[Items from a dataset]
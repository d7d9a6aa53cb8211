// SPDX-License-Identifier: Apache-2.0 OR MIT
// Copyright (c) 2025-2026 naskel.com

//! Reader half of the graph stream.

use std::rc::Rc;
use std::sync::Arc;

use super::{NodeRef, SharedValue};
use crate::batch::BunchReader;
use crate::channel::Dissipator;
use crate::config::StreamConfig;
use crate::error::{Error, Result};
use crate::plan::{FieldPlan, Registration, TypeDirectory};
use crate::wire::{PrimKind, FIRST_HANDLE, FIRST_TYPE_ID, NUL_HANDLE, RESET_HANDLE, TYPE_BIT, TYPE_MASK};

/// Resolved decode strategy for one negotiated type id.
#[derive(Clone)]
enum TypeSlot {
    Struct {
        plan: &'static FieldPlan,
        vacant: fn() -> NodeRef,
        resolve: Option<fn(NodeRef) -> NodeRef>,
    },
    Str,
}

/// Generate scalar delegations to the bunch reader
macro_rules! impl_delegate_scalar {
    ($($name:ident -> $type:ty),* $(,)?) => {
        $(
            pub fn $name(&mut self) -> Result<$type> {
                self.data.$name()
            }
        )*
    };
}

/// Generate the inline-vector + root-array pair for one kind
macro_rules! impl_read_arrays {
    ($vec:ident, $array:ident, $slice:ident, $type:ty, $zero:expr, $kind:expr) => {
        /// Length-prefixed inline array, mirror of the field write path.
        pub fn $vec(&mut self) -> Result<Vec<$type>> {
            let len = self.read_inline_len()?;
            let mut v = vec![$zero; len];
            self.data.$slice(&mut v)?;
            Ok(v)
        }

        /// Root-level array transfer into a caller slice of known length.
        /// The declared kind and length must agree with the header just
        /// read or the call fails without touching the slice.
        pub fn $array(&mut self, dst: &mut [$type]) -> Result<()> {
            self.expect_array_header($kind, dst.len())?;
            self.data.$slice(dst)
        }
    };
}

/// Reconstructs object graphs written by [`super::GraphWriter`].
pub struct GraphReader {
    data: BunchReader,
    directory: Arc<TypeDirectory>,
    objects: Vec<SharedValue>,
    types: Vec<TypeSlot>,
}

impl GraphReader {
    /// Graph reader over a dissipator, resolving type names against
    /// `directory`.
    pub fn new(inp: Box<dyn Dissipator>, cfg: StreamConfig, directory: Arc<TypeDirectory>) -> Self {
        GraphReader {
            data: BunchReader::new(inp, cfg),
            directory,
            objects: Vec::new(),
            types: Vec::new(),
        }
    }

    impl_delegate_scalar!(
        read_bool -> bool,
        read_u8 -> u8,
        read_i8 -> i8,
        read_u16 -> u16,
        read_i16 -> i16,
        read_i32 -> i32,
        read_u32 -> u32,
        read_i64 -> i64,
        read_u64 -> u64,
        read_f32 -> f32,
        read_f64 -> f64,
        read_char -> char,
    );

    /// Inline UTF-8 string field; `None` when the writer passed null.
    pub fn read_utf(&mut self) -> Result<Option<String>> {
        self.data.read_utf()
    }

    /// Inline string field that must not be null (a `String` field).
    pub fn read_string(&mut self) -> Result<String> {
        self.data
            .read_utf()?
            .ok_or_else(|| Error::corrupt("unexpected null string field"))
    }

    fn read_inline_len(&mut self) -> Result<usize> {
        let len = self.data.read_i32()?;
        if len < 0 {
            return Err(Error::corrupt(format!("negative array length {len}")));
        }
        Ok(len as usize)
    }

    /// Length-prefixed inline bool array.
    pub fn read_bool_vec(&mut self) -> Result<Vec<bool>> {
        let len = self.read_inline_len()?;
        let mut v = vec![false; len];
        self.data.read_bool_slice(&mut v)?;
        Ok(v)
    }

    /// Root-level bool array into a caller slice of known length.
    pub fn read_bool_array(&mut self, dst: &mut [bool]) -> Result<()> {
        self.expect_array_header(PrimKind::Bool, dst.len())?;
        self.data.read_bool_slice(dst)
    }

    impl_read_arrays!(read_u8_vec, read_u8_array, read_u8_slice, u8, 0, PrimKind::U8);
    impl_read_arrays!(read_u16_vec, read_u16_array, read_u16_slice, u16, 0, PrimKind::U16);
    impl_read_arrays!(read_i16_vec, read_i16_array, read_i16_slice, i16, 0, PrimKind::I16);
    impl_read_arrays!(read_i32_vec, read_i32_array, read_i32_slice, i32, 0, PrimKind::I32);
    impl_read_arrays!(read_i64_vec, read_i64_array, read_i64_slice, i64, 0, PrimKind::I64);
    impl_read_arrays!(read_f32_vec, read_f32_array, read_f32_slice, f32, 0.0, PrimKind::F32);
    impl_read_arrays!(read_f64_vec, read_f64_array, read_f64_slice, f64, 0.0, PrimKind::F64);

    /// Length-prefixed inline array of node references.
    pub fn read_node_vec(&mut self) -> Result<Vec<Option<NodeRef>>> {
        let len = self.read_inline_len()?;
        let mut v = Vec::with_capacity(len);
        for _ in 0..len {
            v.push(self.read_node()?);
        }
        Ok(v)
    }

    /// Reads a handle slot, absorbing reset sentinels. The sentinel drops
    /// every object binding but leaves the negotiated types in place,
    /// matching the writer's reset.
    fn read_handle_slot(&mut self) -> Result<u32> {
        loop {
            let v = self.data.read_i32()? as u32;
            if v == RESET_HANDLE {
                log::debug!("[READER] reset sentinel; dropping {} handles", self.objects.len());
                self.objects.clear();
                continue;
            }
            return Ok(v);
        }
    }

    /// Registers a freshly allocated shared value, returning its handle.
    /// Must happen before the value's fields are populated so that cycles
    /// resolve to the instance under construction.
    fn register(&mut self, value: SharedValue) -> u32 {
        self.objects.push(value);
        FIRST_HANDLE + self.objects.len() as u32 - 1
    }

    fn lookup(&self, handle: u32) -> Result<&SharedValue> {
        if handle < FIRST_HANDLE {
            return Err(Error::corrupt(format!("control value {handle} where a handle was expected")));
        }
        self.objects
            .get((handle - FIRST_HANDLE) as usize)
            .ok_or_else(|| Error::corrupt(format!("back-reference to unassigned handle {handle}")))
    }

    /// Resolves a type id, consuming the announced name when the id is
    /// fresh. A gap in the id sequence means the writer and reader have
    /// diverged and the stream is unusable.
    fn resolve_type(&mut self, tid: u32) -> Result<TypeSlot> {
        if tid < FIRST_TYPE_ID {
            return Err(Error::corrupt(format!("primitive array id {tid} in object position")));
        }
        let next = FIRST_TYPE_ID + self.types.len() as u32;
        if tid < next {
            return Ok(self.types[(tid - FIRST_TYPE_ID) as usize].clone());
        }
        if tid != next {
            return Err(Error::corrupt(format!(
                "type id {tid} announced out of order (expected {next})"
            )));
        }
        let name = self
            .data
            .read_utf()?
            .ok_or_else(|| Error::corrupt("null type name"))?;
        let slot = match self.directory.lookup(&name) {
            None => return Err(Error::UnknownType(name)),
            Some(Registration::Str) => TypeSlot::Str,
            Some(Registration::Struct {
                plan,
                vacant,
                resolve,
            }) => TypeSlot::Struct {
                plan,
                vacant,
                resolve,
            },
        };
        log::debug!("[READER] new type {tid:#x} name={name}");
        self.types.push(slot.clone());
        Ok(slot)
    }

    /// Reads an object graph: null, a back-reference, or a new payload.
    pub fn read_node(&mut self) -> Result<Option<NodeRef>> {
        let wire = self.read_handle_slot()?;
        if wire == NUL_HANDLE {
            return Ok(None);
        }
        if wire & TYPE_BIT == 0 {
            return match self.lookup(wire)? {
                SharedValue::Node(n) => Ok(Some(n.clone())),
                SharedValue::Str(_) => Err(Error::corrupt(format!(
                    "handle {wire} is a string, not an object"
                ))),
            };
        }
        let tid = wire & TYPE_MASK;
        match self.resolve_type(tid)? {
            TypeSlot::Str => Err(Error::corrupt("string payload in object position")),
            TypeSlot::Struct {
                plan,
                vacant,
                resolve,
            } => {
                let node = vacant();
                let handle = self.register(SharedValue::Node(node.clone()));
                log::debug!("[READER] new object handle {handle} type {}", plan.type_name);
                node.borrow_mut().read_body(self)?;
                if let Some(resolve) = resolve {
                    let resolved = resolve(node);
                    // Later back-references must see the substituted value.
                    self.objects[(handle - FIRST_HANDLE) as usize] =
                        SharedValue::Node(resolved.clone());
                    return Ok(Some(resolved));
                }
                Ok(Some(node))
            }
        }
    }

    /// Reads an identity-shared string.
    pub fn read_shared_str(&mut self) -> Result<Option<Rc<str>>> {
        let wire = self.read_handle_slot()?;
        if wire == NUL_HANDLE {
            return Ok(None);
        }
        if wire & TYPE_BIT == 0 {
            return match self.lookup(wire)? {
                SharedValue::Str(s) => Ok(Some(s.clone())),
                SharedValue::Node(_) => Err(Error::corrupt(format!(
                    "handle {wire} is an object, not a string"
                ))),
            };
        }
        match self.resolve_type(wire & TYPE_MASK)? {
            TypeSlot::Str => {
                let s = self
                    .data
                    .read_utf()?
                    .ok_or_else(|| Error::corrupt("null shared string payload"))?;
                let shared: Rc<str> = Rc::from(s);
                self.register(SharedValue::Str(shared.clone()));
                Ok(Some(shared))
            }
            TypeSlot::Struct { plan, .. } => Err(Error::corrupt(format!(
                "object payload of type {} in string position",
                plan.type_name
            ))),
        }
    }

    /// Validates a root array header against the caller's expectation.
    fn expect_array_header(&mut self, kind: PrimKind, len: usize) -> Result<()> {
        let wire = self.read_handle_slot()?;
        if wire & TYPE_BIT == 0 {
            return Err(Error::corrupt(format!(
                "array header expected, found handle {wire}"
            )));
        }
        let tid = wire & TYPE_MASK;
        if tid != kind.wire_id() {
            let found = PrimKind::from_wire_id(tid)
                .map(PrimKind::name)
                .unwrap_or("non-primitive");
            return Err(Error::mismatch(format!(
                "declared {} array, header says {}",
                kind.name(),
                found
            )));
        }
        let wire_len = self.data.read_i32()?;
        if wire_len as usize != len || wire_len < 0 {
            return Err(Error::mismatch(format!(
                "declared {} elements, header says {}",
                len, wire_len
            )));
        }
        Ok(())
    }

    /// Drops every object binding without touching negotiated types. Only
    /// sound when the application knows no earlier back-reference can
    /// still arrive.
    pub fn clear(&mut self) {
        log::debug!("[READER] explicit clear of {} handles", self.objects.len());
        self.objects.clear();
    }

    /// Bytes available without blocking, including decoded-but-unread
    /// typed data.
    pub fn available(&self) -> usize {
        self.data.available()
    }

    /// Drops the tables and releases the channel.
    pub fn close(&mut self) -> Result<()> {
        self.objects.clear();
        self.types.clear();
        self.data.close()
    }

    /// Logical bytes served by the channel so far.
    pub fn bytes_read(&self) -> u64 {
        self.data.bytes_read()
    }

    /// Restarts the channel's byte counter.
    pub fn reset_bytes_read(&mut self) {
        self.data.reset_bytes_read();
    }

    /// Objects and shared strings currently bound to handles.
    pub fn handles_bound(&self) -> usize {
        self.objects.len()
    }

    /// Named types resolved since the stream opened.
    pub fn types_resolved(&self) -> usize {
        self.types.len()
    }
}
...
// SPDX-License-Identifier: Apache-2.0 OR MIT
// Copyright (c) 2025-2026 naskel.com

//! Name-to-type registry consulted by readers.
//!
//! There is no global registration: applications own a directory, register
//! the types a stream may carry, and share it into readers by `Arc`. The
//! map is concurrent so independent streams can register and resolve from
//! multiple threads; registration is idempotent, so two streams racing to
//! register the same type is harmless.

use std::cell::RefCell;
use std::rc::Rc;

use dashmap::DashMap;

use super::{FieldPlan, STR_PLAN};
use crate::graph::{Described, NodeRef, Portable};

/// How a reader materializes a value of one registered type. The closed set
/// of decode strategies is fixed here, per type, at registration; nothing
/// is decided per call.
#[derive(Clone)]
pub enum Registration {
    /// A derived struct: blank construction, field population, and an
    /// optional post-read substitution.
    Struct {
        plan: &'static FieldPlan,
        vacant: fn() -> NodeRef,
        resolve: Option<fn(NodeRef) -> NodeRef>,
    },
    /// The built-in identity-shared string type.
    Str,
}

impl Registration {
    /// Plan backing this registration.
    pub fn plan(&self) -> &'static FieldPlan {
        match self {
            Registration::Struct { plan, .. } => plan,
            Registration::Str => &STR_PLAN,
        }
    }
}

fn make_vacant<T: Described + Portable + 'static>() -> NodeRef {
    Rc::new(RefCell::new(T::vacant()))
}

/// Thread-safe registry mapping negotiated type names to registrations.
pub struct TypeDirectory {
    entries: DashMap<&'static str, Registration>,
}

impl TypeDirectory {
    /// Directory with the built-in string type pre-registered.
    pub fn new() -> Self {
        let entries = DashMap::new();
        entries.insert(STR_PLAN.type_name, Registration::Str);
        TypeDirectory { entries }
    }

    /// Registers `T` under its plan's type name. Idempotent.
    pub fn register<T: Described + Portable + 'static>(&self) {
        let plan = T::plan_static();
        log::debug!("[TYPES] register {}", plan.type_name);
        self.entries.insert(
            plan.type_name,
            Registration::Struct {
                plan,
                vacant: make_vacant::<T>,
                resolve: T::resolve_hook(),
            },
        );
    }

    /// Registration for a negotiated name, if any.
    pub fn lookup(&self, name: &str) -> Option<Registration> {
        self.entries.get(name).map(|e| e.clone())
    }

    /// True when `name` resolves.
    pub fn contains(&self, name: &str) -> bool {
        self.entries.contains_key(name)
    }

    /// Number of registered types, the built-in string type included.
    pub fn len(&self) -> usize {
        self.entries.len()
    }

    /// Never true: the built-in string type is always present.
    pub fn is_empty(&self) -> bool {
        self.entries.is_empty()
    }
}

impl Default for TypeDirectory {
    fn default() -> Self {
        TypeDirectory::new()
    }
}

Exercise aim: From the records above, copy every line that holds the word "streams".

Response below:
//! map is concurrent so independent streams can register and resolve from
//! multiple threads; registration is idempotent, so two streams racing to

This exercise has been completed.